Best-Brain-Gang / Crowdfunding_Analysis

This project attempts to help project creators understand how to market their project on Kickstarter vs Indiegogo. The purpose of this tool is to not only give them advice on platforms but be able to efficiently market their project and provide supporting data for whichever is the better platform.

3 stars 1 forks source link

Discussion issue which columns to remove for all csv files #8

Closed juzcho closed 3 years ago

juzcho commented 3 years ago

6, #7, #11, #12, #14 are dependent on this one.

n8patterson commented 3 years ago

Adding links for the three datasets we are using so far:

kickstarter_large_dataset folder -> https://www.kaggle.com/kemical/kickstarter-projects

From this one we will use the updated more recent file. (ks-projects-201801.csv)

kickstarter_small_dataset folder -> https://www.kaggle.com/socathie/kickstarter-project-statistics

For this I think we can use both the live and most_backed csv files.

indiegogo csv -> https://www.kaggle.com/quentinmcteer/indiegogo-crowdfunding-data?select=indiegogo.csv

See pull request which imports and cleans the IDs of the csv files #21

n8patterson commented 3 years ago

Let's focus first on joining together the kickstarter_large_dataset and the indiegogo csv then we can add the kickstarter_small_dataset if we can/need...
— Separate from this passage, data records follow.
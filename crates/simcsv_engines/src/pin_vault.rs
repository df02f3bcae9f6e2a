#![forbid(unsafe_code)]

//! Encrypted ADM PIN store keyed by IMSI.
//!
//! Each entry is the canonical 8-byte credential sealed with AES-256-GCM
//! under a random nonce. The 32-byte key lives base64-encoded in its own
//! file, created once with owner-only permissions.

use std::collections::BTreeMap;
use std::env;
use std::fs::{self, OpenOptions};
use std::io::Write;
use std::path::{Path, PathBuf};
use std::time::{SystemTime, UNIX_EPOCH};

use aes_gcm::aead::Aead;
use aes_gcm::{Aes256Gcm, KeyInit, Nonce};
use base64::engine::general_purpose::STANDARD as BASE64;
use base64::Engine;
use rand::rngs::OsRng;
use rand::RngCore;
use serde::{Deserialize, Serialize};
use simcsv_kernel_contracts::identity::Imsi;
use thiserror::Error;
use tracing::{debug, info};

use crate::pin::{AdmPin, ADM_PIN_LEN};

pub const PIN_VAULT_PATH_ENV: &str = "SIMCSV_PIN_VAULT_PATH";

const VAULT_VERSION: u8 = 1;
const KEY_LEN: usize = 32;
const NONCE_LEN: usize = 12;

#[derive(Debug, Error)]
pub enum VaultError {
    #[error("io error: {0}")]
    Io(#[from] std::io::Error),
    #[error("vault file is not valid JSON: {0}")]
    Json(#[from] serde_json::Error),
    #[error("vault data is not valid base64: {0}")]
    Base64(#[from] base64::DecodeError),
    #[error("unsupported vault version {0}")]
    UnsupportedVersion(u8),
    #[error("vault key must be 32 bytes")]
    KeyLength,
    #[error("entry for IMSI {0} cannot be opened with this key")]
    CorruptEntry(String),
    #[error("sealing the PIN failed")]
    Seal,
}

#[derive(Debug, Serialize, Deserialize)]
struct VaultFile {
    version: u8,
    #[serde(default)]
    pins: BTreeMap<String, SealedPin>,
}

impl Default for VaultFile {
    fn default() -> Self {
        Self {
            version: VAULT_VERSION,
            pins: BTreeMap::new(),
        }
    }
}

#[derive(Debug, Serialize, Deserialize)]
struct SealedPin {
    nonce: String,
    sealed: String,
    stored_at_ms: u64,
}

impl SealedPin {
    fn seal(cipher: &Aes256Gcm, pin: &AdmPin) -> Result<Self, VaultError> {
        let mut nonce = [0u8; NONCE_LEN];
        OsRng.fill_bytes(&mut nonce);
        let sealed = cipher
            .encrypt(Nonce::from_slice(&nonce), pin.as_bytes().as_slice())
            .map_err(|_| VaultError::Seal)?;
        Ok(Self {
            nonce: BASE64.encode(nonce),
            sealed: BASE64.encode(sealed),
            stored_at_ms: SystemTime::now()
                .duration_since(UNIX_EPOCH)
                .map(|d| d.as_millis() as u64)
                .unwrap_or(0),
        })
    }

    fn open(&self, cipher: &Aes256Gcm, imsi: &Imsi) -> Result<AdmPin, VaultError> {
        let corrupt = || VaultError::CorruptEntry(imsi.to_string());
        let nonce = BASE64.decode(&self.nonce)?;
        if nonce.len() != NONCE_LEN {
            return Err(corrupt());
        }
        let plain = cipher
            .decrypt(Nonce::from_slice(&nonce), BASE64.decode(&self.sealed)?.as_slice())
            .map_err(|_| corrupt())?;
        let bytes: [u8; ADM_PIN_LEN] = plain.try_into().map_err(|_| corrupt())?;
        Ok(AdmPin::from_bytes(bytes))
    }
}

#[derive(Debug, Clone)]
pub struct PinVault {
    file: PathBuf,
    key_file: PathBuf,
}

impl PinVault {
    /// `$SIMCSV_PIN_VAULT_PATH`, else `simcsv/pin_vault.json` under the user's
    /// config directory. The key sits next to it as `pin_vault.master.key`.
    pub fn default_local() -> Self {
        let file = env::var_os(PIN_VAULT_PATH_ENV)
            .map(PathBuf::from)
            .unwrap_or_else(|| config_dir().join("simcsv").join("pin_vault.json"));
        let key_file = file.with_extension("master.key");
        Self::at(file, key_file)
    }

    pub fn at(file: PathBuf, key_file: PathBuf) -> Self {
        Self { file, key_file }
    }

    pub fn store(&self, imsi: &Imsi, pin: &AdmPin) -> Result<(), VaultError> {
        let cipher = self.cipher()?;
        let mut vault = self.load()?;
        vault
            .pins
            .insert(imsi.to_string(), SealedPin::seal(&cipher, pin)?);
        self.save(&vault)?;
        info!(imsi = %imsi, "ADM PIN stored in vault");
        Ok(())
    }

    pub fn lookup(&self, imsi: &Imsi) -> Result<Option<AdmPin>, VaultError> {
        let vault = self.load()?;
        let Some(entry) = vault.pins.get(imsi.as_str()) else {
            debug!(imsi = %imsi, "no vault entry");
            return Ok(None);
        };
        entry.open(&self.cipher()?, imsi).map(Some)
    }

    pub fn contains(&self, imsi: &Imsi) -> Result<bool, VaultError> {
        Ok(self.load()?.pins.contains_key(imsi.as_str()))
    }

    /// `false` when there was nothing to remove.
    pub fn remove(&self, imsi: &Imsi) -> Result<bool, VaultError> {
        let mut vault = self.load()?;
        if vault.pins.remove(imsi.as_str()).is_none() {
            return Ok(false);
        }
        self.save(&vault)?;
        info!(imsi = %imsi, "ADM PIN removed from vault");
        Ok(true)
    }

    /// Stored IMSIs in ascending order. Keys that are not IMSIs are skipped.
    pub fn imsis(&self) -> Result<Vec<Imsi>, VaultError> {
        Ok(self.load()?.pins.keys().filter_map(|k| Imsi::parse(k)).collect())
    }

    fn load(&self) -> Result<VaultFile, VaultError> {
        let raw = match fs::read_to_string(&self.file) {
            Ok(raw) => raw,
            Err(e) if e.kind() == std::io::ErrorKind::NotFound => return Ok(VaultFile::default()),
            Err(e) => return Err(e.into()),
        };
        let vault: VaultFile = serde_json::from_str(&raw)?;
        if vault.version != VAULT_VERSION {
            return Err(VaultError::UnsupportedVersion(vault.version));
        }
        Ok(vault)
    }

    /// Written to a sibling temp file first so a crash never leaves half a vault.
    fn save(&self, vault: &VaultFile) -> Result<(), VaultError> {
        create_parent(&self.file)?;
        let tmp = self.file.with_extension("tmp");
        fs::write(&tmp, serde_json::to_vec_pretty(vault)?)?;
        fs::rename(&tmp, &self.file)?;
        Ok(())
    }

    fn cipher(&self) -> Result<Aes256Gcm, VaultError> {
        let key = match fs::read_to_string(&self.key_file) {
            Ok(encoded) => BASE64.decode(encoded.trim())?,
            Err(e) if e.kind() == std::io::ErrorKind::NotFound => self.create_key()?,
            Err(e) => return Err(e.into()),
        };
        Aes256Gcm::new_from_slice(&key).map_err(|_| VaultError::KeyLength)
    }

    fn create_key(&self) -> Result<Vec<u8>, VaultError> {
        create_parent(&self.key_file)?;
        let mut key = vec![0u8; KEY_LEN];
        OsRng.fill_bytes(&mut key);
        let mut options = OpenOptions::new();
        options.write(true).create_new(true);
        #[cfg(unix)]
        {
            use std::os::unix::fs::OpenOptionsExt;
            options.mode(0o600);
        }
        options
            .open(&self.key_file)?
            .write_all(BASE64.encode(&key).as_bytes())?;
        info!(path = %self.key_file.display(), "vault key created");
        Ok(key)
    }
}

fn create_parent(path: &Path) -> Result<(), VaultError> {
    if let Some(parent) = path.parent() {
        fs::create_dir_all(parent)?;
    }
    Ok(())
}

fn config_dir() -> PathBuf {
    env::var_os("XDG_CONFIG_HOME")
        .map(PathBuf::from)
        .or_else(|| env::var_os("HOME").map(|home| PathBuf::from(home).join(".config")))
        .unwrap_or_else(|| PathBuf::from("."))
}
Columns for the kickstarter_large_dataset:

'name'
'category'
'main_category'
'currency'
'deadline'
'goal'
'launched'
'pledged'
'state'
'backers'
'country'
'usdpledged'
'usd_pledged_real'
'usd_goal_real'

Columns for the indiegogo csv:

'currency'
'category'
'year_end'
'month_end'
'day_end'
'time_end'
'amount_raised'
'funded_percent'
'in_demand'
'year_launch'
'month_launch'
'day_launch'
'time_launch'
'tagline'
'title'
'url'
'state'
'date_launch'
'date_end'
'amount_raised_usd'
'goal_usd'
'australia'
'canada'
'switzerland'
'denmark'
'western_europe'
'great_britain'
'hong_kong'
'norway'
'sweden'
'singapore'
'united_states'
'education'
'productivity'
'energy_greentech'
'wellness'
'comics'
'fashion_wearables'
'video_games'
'photography'
'tv_shows'
'dance_theater'
'phones_accessories'
'audio', 'film'
'transportation'
'art'
'environment'
'writing_publishing'
'music'
'travel_outdoors'
'health_fitness'
'tabletop_games'
'home'
'local_business'
'food_beverage'
'culture'
'human_rights'
'podcasts_vlogs'
'camera_gear'
'jan'
'feb'
'mar'
'apr'
'may'
'jun'
'jul'
'aug'
'sep'
'oct'
'nov'
'dec'
'tperiod'

n8patterson commented 3 years ago

Columns mappings for the kickstarter_large_dataset to indiegogo:

'name' -> 'title'
'category'
'main_category' -> 'category'
'currency' -> 'currency'
'deadline' -> 'date_end', 'time_end'
'goal'
'launched' -> 'date_launch', 'time_launch'
'pledged'
'state' -> 'state'
'backers'
'country' -> 'australia', 'canada', 'switzerland', 'denmark', 'western_europe', 'great_britain', 'hong_kong', 'norway', 'sweden', 'singapore', 'united_states',
'usdpledged' -> 'amount_raised_usd'
'usd_pledged_real' -> 'amount_raised_usd'
'usd_goal_real' -> 'goal_usd'

We can use this info to decide which columns we want to keep from each dataset and then after that clean and rename the columns for each dataset to create similar data frames.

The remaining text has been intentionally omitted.